9 thoughts on “Good Times: Getting Your Wisdom Teeth Yanked Out Away From Home”

  • Wow! That sounds like a fabulous experience!!! My wisdom teeth extraction was utterly horrendous, and something I never want to repeat again! I’ll come see your Dr Bee next time! It might be worth the flight even!

    • He was lovely– as was my previous dentist there (who has since moved on to another clinic, I think). So slow, so gentle, so…unruffled. I have a stupid jaw condition that makes it easy to dislocate if I open it too much (don’t ask) and he did the whole thing with a mouth that was only an inch open at the most. Amazing.

  • a) That picture really freaks me out.
    b) I wonder why some people have so many problems with wisdom tooth extraction. I was up and about just a few hours after I’d had all four teeth cut out when I was 18, but a friend of mine was as sick as a dog for 2 weeks or so.
    c) Dental care is super cheap and good in Thailand, too. You know where it’s not so good? Japan. Yikes…just…yikes.

    • My wisdom teeth were bad because they all came in at different time with different problems- one impacted, one came in only half formed, one came in longer than necessary, etc- they did a lot of damage to my other teeth and to my nerves. Not fun.

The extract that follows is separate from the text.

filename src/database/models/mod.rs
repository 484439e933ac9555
pub mod store;

pub use store::Store;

      Why is it not so good in Japan? Expensive?

      • I guess I’m just being mean about the dental care in Japan, but in my experience, you know how the Brits have a bad reputation for horrible teeth? It’s 10 times worse in Japan. Somebody back me up here!

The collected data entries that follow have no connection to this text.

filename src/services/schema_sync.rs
use std::time::Duration;

use serde::Serialize;
use sqlx::PgPool;
use tracing::{info, warn};

use crate::database::introspect::{ColumnInfo, SchemaIntrospector};
use crate::database::manager::{DatabaseError, DatabaseManager};
use crate::database::registry::{self, REFERENCE_SCHEMA};

/// Report returned to the administrative caller. Field names are a
/// compatibility contract with operator tooling.
#[derive(Debug, Clone, Serialize)]
#[serde(rename_all = "camelCase")]
pub struct SyncReport {
    pub schemas_processed: usize,
    pub tables_created: usize,
    pub columns_added: usize,
    pub errors: Vec<SyncError>,
}

#[derive(Debug, Clone, Serialize)]
#[serde(rename_all = "camelCase")]
pub struct SyncError {
    pub schema: String,
    pub table: String,
    #[serde(skip_serializing_if = "Option::is_none")]
    pub column: Option<String>,
    pub message: String,
}

/// Brings every store schema's structure up to date with the reference
/// schema. Additive only: creates missing tables and adds missing columns,
/// never drops or narrows, so it is safe to re-run on every deploy. Existing
/// rows are untouched. Type drift between a store column and the reference is
/// not auto-corrected.
pub struct SchemaSynchronizer {
    pool: PgPool,
    introspector: SchemaIntrospector,
    statement_timeout: Duration,
}

impl SchemaSynchronizer {
    pub fn new(pool: PgPool) -> Self {
        let timeout_ms = crate::config::config().database.statement_timeout_ms;
        Self {
            introspector: SchemaIntrospector::new(pool.clone()),
            pool,
            statement_timeout: Duration::from_millis(timeout_ms),
        }
    }

    pub async fn from_env() -> Result<Self, DatabaseError> {
        Ok(Self::new(DatabaseManager::main_pool().await?))
    }

    /// Reconcile all store schemas against the canonical tenant table set.
    /// Catalog read failures abort the run; DDL failures are recorded per
    /// table (CREATE) or per column (ALTER) and the run continues.
    pub async fn synchronize_all(&self) -> Result<SyncReport, DatabaseError> {
        let schemas = self.introspector.list_tenant_schemas().await?;

        // Describe each canonical table once up front; the reference
        // structure does not change mid-run.
        let mut reference_tables: Vec<(&'static str, Vec<ColumnInfo>)> = Vec::new();
        for table in registry::tenant_tables() {
            let columns = self.introspector.describe_table(REFERENCE_SCHEMA, table).await?;
            if columns.is_empty() {
                // Registry names a table the reference schema does not have
                // yet; nothing to synthesize from.
                warn!("Canonical table {} missing from reference schema", table);
                continue;
            }
            reference_tables.push((table, columns));
        }

        let mut report = SyncReport {
            schemas_processed: 0,
            tables_created: 0,
            columns_added: 0,
            errors: Vec::new(),
        };

        for schema in &schemas {
            for (table, reference) in &reference_tables {
                let existing = self.introspector.describe_table(schema, table).await?;
                if existing.is_empty() {
                    match self.create_table(schema, table, reference).await {
                        Ok(()) => report.tables_created += 1,
                        Err(message) => report.errors.push(SyncError {
                            schema: schema.clone(),
                            table: table.to_string(),
                            column: None,
                            message,
                        }),
                    }
                    continue;
                }

                for column in missing_columns(reference, &existing) {
                    match self.add_column(schema, table, column).await {
                        Ok(()) => report.columns_added += 1,
                        Err(message) => report.errors.push(SyncError {
                            schema: schema.clone(),
                            table: table.to_string(),
                            column: Some(column.column_name.clone()),
                            message,
                        }),
                    }
                }
            }
            report.schemas_processed += 1;
        }

        info!(
            "Schema sync: {} schemas, {} tables created, {} columns added, {} errors",
            report.schemas_processed,
            report.tables_created,
            report.columns_added,
            report.errors.len()
        );
        Ok(report)
    }

    async fn create_table(
        &self,
        schema: &str,
        table: &str,
        reference: &[ColumnInfo],
    ) -> Result<(), String> {
        let sql = create_table_sql(schema, table, reference);
        self.execute_ddl(&sql).await?;
        info!("Created table {}.{}", schema, table);
        Ok(())
    }

    async fn add_column(
        &self,
        schema: &str,
        table: &str,
        column: &ColumnInfo,
    ) -> Result<(), String> {
        let sql = add_column_sql(schema, table, column);
        self.execute_ddl(&sql).await?;
        info!("Added column {}.{}.{}", schema, table, column.column_name);
        Ok(())
    }

    async fn execute_ddl(&self, sql: &str) -> Result<(), String> {
        match tokio::time::timeout(self.statement_timeout, sqlx::query(sql).execute(&self.pool))
            .await
        {
            Ok(Ok(_)) => Ok(()),
            Ok(Err(e)) => Err(e.to_string()),
            Err(_) => Err(format!(
                "statement timed out after {}ms",
                self.statement_timeout.as_millis()
            )),
        }
    }
}

/// Reference columns absent from the observed table, in reference order.
fn missing_columns<'a>(reference: &'a [ColumnInfo], existing: &[ColumnInfo]) -> Vec<&'a ColumnInfo> {
    reference
        .iter()
        .filter(|r| !existing.iter().any(|e| e.column_name == r.column_name))
        .collect()
}

fn create_table_sql(schema: &str, table: &str, columns: &[ColumnInfo]) -> String {
    let defs: Vec<String> = columns.iter().map(create_column_def).collect();
    format!(
        "CREATE TABLE IF NOT EXISTS {}.{} ({})",
        DatabaseManager::quote_identifier(schema),
        DatabaseManager::quote_identifier(table),
        defs.join(", ")
    )
}

fn add_column_sql(schema: &str, table: &str, column: &ColumnInfo) -> String {
    format!(
        "ALTER TABLE {}.{} ADD COLUMN IF NOT EXISTS {}",
        DatabaseManager::quote_identifier(schema),
        DatabaseManager::quote_identifier(table),
        add_column_def(column)
    )
}

/// CREATE honors NOT NULL and DEFAULT verbatim from the reference.
fn create_column_def(column: &ColumnInfo) -> String {
    let mut def = format!(
        "{} {}",
        DatabaseManager::quote_identifier(&column.column_name),
        registry::map_data_type(&column.data_type, column.character_maximum_length)
    );
    if !column.is_nullable {
        def.push_str(" NOT NULL");
    }
    if let Some(default) = &column.column_default {
        def.push_str(&format!(" DEFAULT {}", default));
    }
    def
}

/// ALTER keeps the DEFAULT verbatim but only carries NOT NULL when a default
/// exists; a defaultless NOT NULL column cannot be added to a populated
/// table, and pre-existing rows are expected to hold NULL in that case.
fn add_column_def(column: &ColumnInfo) -> String {
    let mut def = format!(
        "{} {}",
        DatabaseManager::quote_identifier(&column.column_name),
        registry::map_data_type(&column.data_type, column.character_maximum_length)
    );
    if let Some(default) = &column.column_default {
        def.push_str(&format!(" DEFAULT {}", default));
        if !column.is_nullable {
            def.push_str(" NOT NULL");
        }
    }
    def
}

#[cfg(test)]
mod tests {
    use super::*;

    fn col(name: &str, data_type: &str, len: Option<i32>, nullable: bool, default: Option<&str>) -> ColumnInfo {
        ColumnInfo {
            column_name: name.to_string(),
            data_type: data_type.to_string(),
            character_maximum_length: len,
            is_nullable: nullable,
            column_default: default.map(|d| d.to_string()),
        }
    }

    #[test]
    fn create_table_sql_maps_types_and_defaults() {
        let columns = vec![
            col("id", "bigint", None, false, Some("nextval('orders_id_seq'::regclass)")),
            col("status", "character varying", Some(32), false, Some("'pending'::character varying")),
            col("payload", "jsonb", None, true, None),
        ];
        let sql = create_table_sql("store_7_1700000000", "orders", &columns);
        assert_eq!(
            sql,
            "CREATE TABLE IF NOT EXISTS \"store_7_1700000000\".\"orders\" (\
             \"id\" BIGINT NOT NULL DEFAULT nextval('orders_id_seq'::regclass), \
             \"status\" VARCHAR(32) NOT NULL DEFAULT 'pending'::character varying, \
             \"payload\" JSONB)"
        );
    }

    #[test]
    fn add_column_sql_uses_varchar_fallback_without_length() {
        let sql = add_column_sql("store_7", "orders", &col("note", "character varying", None, true, None));
        assert_eq!(
            sql,
            "ALTER TABLE \"store_7\".\"orders\" ADD COLUMN IF NOT EXISTS \"note\" VARCHAR(255)"
        );
    }

    #[test]
    fn add_column_drops_not_null_when_no_default() {
        let def = add_column_def(&col("total_amount", "numeric", None, false, None));
        assert_eq!(def, "\"total_amount\" NUMERIC");
    }

    #[test]
    fn add_column_keeps_not_null_with_default() {
        let def = add_column_def(&col("is_read", "boolean", None, false, Some("false")));
        assert_eq!(def, "\"is_read\" BOOLEAN DEFAULT false NOT NULL");
    }

    #[test]
    fn missing_columns_preserves_reference_order() {
        let reference = vec![
            col("id", "bigint", None, false, None),
            col("customer_id", "bigint", None, true, None),
            col("total_amount", "numeric", None, true, None),
        ];
        let existing = vec![
            col("id", "bigint", None, false, None),
            col("customer_id", "bigint", None, true, None),
        ];
        let missing = missing_columns(&reference, &existing);
        assert_eq!(missing.len(), 1);
        assert_eq!(missing[0].column_name, "total_amount");
    }

    #[test]
    fn no_missing_columns_when_store_has_superset() {
        let reference = vec![col("id", "bigint", None, false, None)];
        let existing = vec![
            col("id", "bigint", None, false, None),
            col("legacy_flag", "boolean", None, true, None),
        ];
        assert!(missing_columns(&reference, &existing).is_empty());
    }
}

  • Yikes. I needed novocaine just reading this! I just had to have two of my fillings replaced while in Thailand and they would only give me novocaine after I started begging for it (after the dentist had already started drilling & informed me that the hole was “very deep”… yikes!). They’re also not so big on novocaine in Japan. I had 2 root canals there and they hardly gave me anything for it. But, that being said, I had great dental care in Japan and it was super cheap compared to the States. I only had to shell out money when I decided I wanted porcelain caps (because Princess Sally refuses to have silver teeth). I guess it just depends on where you live. I lived in Kobe which had a lot of dentists who catered to expats… but I’m not so sure I would have had such a good experience out in the country.

    • Apparently you can get very good dentists here in less expatty places (read: much, much cheaper) but since my Chinese sucks when it comes to dental lexis and I’m terrified of being unable to communicate when pain and nerves are involved, I’m sticking with my brilliant, multilingual guys– how was it in Japan, language-wise?

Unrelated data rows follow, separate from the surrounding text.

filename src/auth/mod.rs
use serde::{Deserialize, Serialize};

/// Access level carried in JWT claims. Global principals are operator roles
/// that bypass store isolation; store and tenant principals are always bound
/// to a single store.
#[derive(Debug, Clone, Copy, PartialEq, Eq, Serialize, Deserialize)]
#[serde(rename_all = "lowercase")]
pub enum Level {
    Global,
    Store,
    Tenant,
}

/// JWT claims issued by the (out-of-scope) authentication service.
#[derive(Debug, Clone, Serialize, Deserialize)]
pub struct Claims {
    pub sub: String,
    pub role: String,
    pub level: Level,
    #[serde(default)]
    pub store_id: Option<i64>,
    pub exp: usize,
}

/// Authenticated principal extracted from validated claims and injected into
/// the request by middleware.
#[derive(Debug, Clone)]
pub struct Principal {
    pub subject: String,
    pub role: String,
    pub level: Level,
    pub store_id: Option<i64>,
}

impl Principal {
    pub fn is_global(&self) -> bool {
        self.level == Level::Global
    }
}

impl From<Claims> for Principal {
    fn from(claims: Claims) -> Self {
        Self {
            subject: claims.sub,
            role: claims.role,
            level: claims.level,
            store_id: claims.store_id,
        }
    }
}

#[cfg(test)]
mod tests {
    use super::*;

    #[test]
    fn level_serializes_lowercase() {
        assert_eq!(serde_json::to_string(&Level::Global).unwrap(), "\"global\"");
        assert_eq!(serde_json::to_string(&Level::Store).unwrap(), "\"store\"");
        assert_eq!(serde_json::to_string(&Level::Tenant).unwrap(), "\"tenant\"");
    }

    #[test]
    fn claims_without_store_id_deserialize() {
        let claims: Claims = serde_json::from_str(
            r#"{"sub":"ops@example.com","role":"operator","level":"global","exp":1893456000}"#,
        )
        .unwrap();
        assert_eq!(claims.level, Level::Global);
        assert!(claims.store_id.is_none());
    }
}
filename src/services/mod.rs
pub mod capacity;
pub mod migrator;
pub mod resolver;
pub mod schema_sync;

pub use capacity::{can_onboard, plan, CapacityPlan};
pub use migrator::{MigrationError, MigrationResult, StoreMigrator};
pub use resolver::{ResolveError, StoreHandle, StoreResolver};
pub use schema_sync::{SchemaSynchronizer, SyncReport};
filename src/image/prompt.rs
//! Idea and final-prompt state, and the expansion call.

use crate::error::{Result, StudioError};
use crate::image::provider::PromptExpander;
use serde::Serialize;

/// System directive sent with every expansion request.
pub const EXPANSION_DIRECTIVE: &str = "You are an expert prompt engineer for image generation models. \
Take the user's simple idea, written in natural language, and turn it into a detailed, rich and \
effective prompt in the same language. The prompt must vividly describe the scene, lighting, art \
style, composition and emotion, ready to be used to generate an image. Reply ONLY with the \
generated prompt as plain text, with no introduction or explanation.";

/// The user's idea and the editable final prompt.
#[derive(Debug, Clone, Default, PartialEq, Eq, Serialize)]
pub struct PromptState {
    idea: String,
    final_prompt: String,
    #[serde(skip)]
    revision: u64,
}

impl PromptState {
    /// Creates empty prompt state.
    pub fn new() -> Self {
        Self::default()
    }

    /// The current idea.
    pub fn idea(&self) -> &str {
        &self.idea
    }

    /// The current final prompt.
    pub fn final_prompt(&self) -> &str {
        &self.final_prompt
    }

    /// Bumped on every change to the final prompt.
    pub fn revision(&self) -> u64 {
        self.revision
    }

    /// Replaces the idea.
    pub fn set_idea(&mut self, idea: impl Into<String>) {
        self.idea = idea.into();
    }

    /// Replaces the final prompt.
    pub fn set_final_prompt(&mut self, prompt: impl Into<String>) {
        self.final_prompt = prompt.into();
        self.revision += 1;
    }

    /// Overwrites the final prompt with an expansion result, unless the
    /// prompt was edited after `started_at` was read.
    pub fn apply_expansion(&mut self, text: impl Into<String>, started_at: u64) -> bool {
        if self.revision != started_at {
            return false;
        }
        self.set_final_prompt(text);
        true
    }

    /// True when the final prompt has non-whitespace content.
    pub fn has_final_prompt(&self) -> bool {
        !self.final_prompt.trim().is_empty()
    }
}

/// Rejects ideas that are empty or whitespace.
pub fn validate_idea(idea: &str) -> Result<()> {
    if idea.trim().is_empty() {
        return Err(StudioError::Validation(
            "describe your idea before generating a prompt".into(),
        ));
    }
    Ok(())
}

/// Expands `idea` into a detailed prompt.
///
/// Validation failures return before the expander is called. The result is
/// trimmed; an empty result is reported as an unexpected response.
pub async fn expand(expander: &dyn PromptExpander, idea: &str) -> Result<String> {
    validate_idea(idea)?;

    tracing::debug!(idea_len = idea.len(), "expanding idea into prompt");
    let text = expander.expand(EXPANSION_DIRECTIVE, idea).await?;
    let text = text.trim();
    if text.is_empty() {
        return Err(StudioError::UnexpectedResponse(
            "the model returned an empty prompt".into(),
        ));
    }
    Ok(text.to_string())
}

      • My dentist went to Har-vard. (La-ti-da!). So no problem with the language barrier there. Probably, like China, I could have gotten much cheaper treatment by someone not so well-versed in English, but as my Japanese only covers what’s for lunch & how to get places I felt it was worth the splurge!

  • Wow, that’s one scary picture. I still have all my wisdom teeth, luckily no pain either. When I was younger I had 2 teeth on top of eachother in my gums, with the third teeth just normally visible. So a total of 3 teeth on top of eachother. It wasn’t visible in anyway except for x-ray, didn’t hurt either. Had to let that extra teeth taken out though, lol.